>>>>

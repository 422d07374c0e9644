//! The final line renderer, driven by a format string and a placeholder style.

use serde_json::value::Value as JsonValue;

use crate::formatter::auxiliary::TimeFormat;
use crate::record::{json_value_to_string, LogRecord};
use crate::template::{self, FormatStyle};

/// Renders a [`LogRecord`][struct@LogRecord] into a line of text.
///
/// Placeholders may name any native field of the record plus:
/// - `message` : the record message
/// - `asctime` : the record time, rendered by the formatter's [`TimeFormat`][struct@TimeFormat]
///
/// Native fields the record has no value for render as an empty string, unknown keys are kept verbatim.
#[derive(Debug, Clone, PartialEq)]
pub struct TextFormatter {
    fmt: String,
    style: FormatStyle,
}

impl Default for TextFormatter {
    fn default() -> Self {
        Self {
            fmt: "%(message)s".to_owned(),
            style: FormatStyle::Percent,
        }
    }
}

impl TextFormatter {
    pub fn new(fmt: &str, style: FormatStyle) -> Self {
        Self {
            fmt: fmt.to_owned(),
            style,
        }
    }

    pub fn fmt(&self) -> &str {
        &self.fmt
    }

    pub fn style(&self) -> FormatStyle {
        self.style
    }

    pub fn format(&self, record: &LogRecord, time_format: &TimeFormat) -> String {
        let fields = record.fields();
        let mut line = template::render_infallible(&self.fmt, self.style, |key| match key {
            "message" => Some(record.msg.clone()),
            "asctime" => Some(time_format.format(record.created)),
            key => match fields.get(key) {
                Some(JsonValue::Null) => Some(String::new()),
                Some(value) => Some(json_value_to_string(value)),
                None if record.is_native(key) => Some(String::new()),
                None => None,
            },
        });

        if let Some(exc_info) = &record.exc_info {
            let trace = match &record.exc_text {
                Some(exc_text) => exc_text.clone(),
                None => exc_info.render(),
            };
            if !line.ends_with('\n') {
                line.push('\n');
            }
            line.push_str(&trace);
        }

        line
    }
}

<<<<

◆ **TASK TO COMPLETE**:
Would you copy out each record precisely as it stands?

◆ **OUTPUT FOR THIS TASK**:
repository 422d07374c0e9644
//! The final line renderer, driven by a format string and a placeholder style.

use serde_json::value::Value as JsonValue;

use crate::formatter::auxiliary::TimeFormat;
use crate::record::{json_value_to_string, LogRecord};
use crate::template::{self, FormatStyle};

/// Renders a [`LogRecord`][struct@LogRecord] into a line of text.
///
/// Placeholders may name any native field of the record plus:
/// - `message` : the record message
/// - `asctime` : the record time, rendered by the formatter's [`TimeFormat`][struct@TimeFormat]
///
/// Native fields the record has no value for render as an empty string, unknown keys are kept verbatim.
#[derive(Debug, Clone, PartialEq)]
pub struct TextFormatter {
    fmt: String,
    style: FormatStyle,
}

impl Default for TextFormatter {
    fn default() -> Self {
        Self {
            fmt: "%(message)s".to_owned(),
            style: FormatStyle::Percent,
        }
    }
}

impl TextFormatter {
    pub fn new(fmt: &str, style: FormatStyle) -> Self {
        Self {
            fmt: fmt.to_owned(),
            style,
        }
    }

    pub fn fmt(&self) -> &str {
        &self.fmt
    }

    pub fn style(&self) -> FormatStyle {
        self.style
    }

    pub fn format(&self, record: &LogRecord, time_format: &TimeFormat) -> String {
        let fields = record.fields();
        let mut line = template::render_infallible(&self.fmt, self.style, |key| match key {
            "message" => Some(record.msg.clone()),
            "asctime" => Some(time_format.format(record.created)),
            key => match fields.get(key) {
                Some(JsonValue::Null) => Some(String::new()),
                Some(value) => Some(json_value_to_string(value)),
                None if record.is_native(key) => Some(String::new()),
                None => None,
            },
        });

        if let Some(exc_info) = &record.exc_info {
            let trace = match &record.exc_text {
                Some(exc_text) => exc_text.clone(),
                None => exc_info.render(),
            };
            if !line.ends_with('\n') {
                line.push('\n');
            }
            line.push_str(&trace);
        }

        line
    }
}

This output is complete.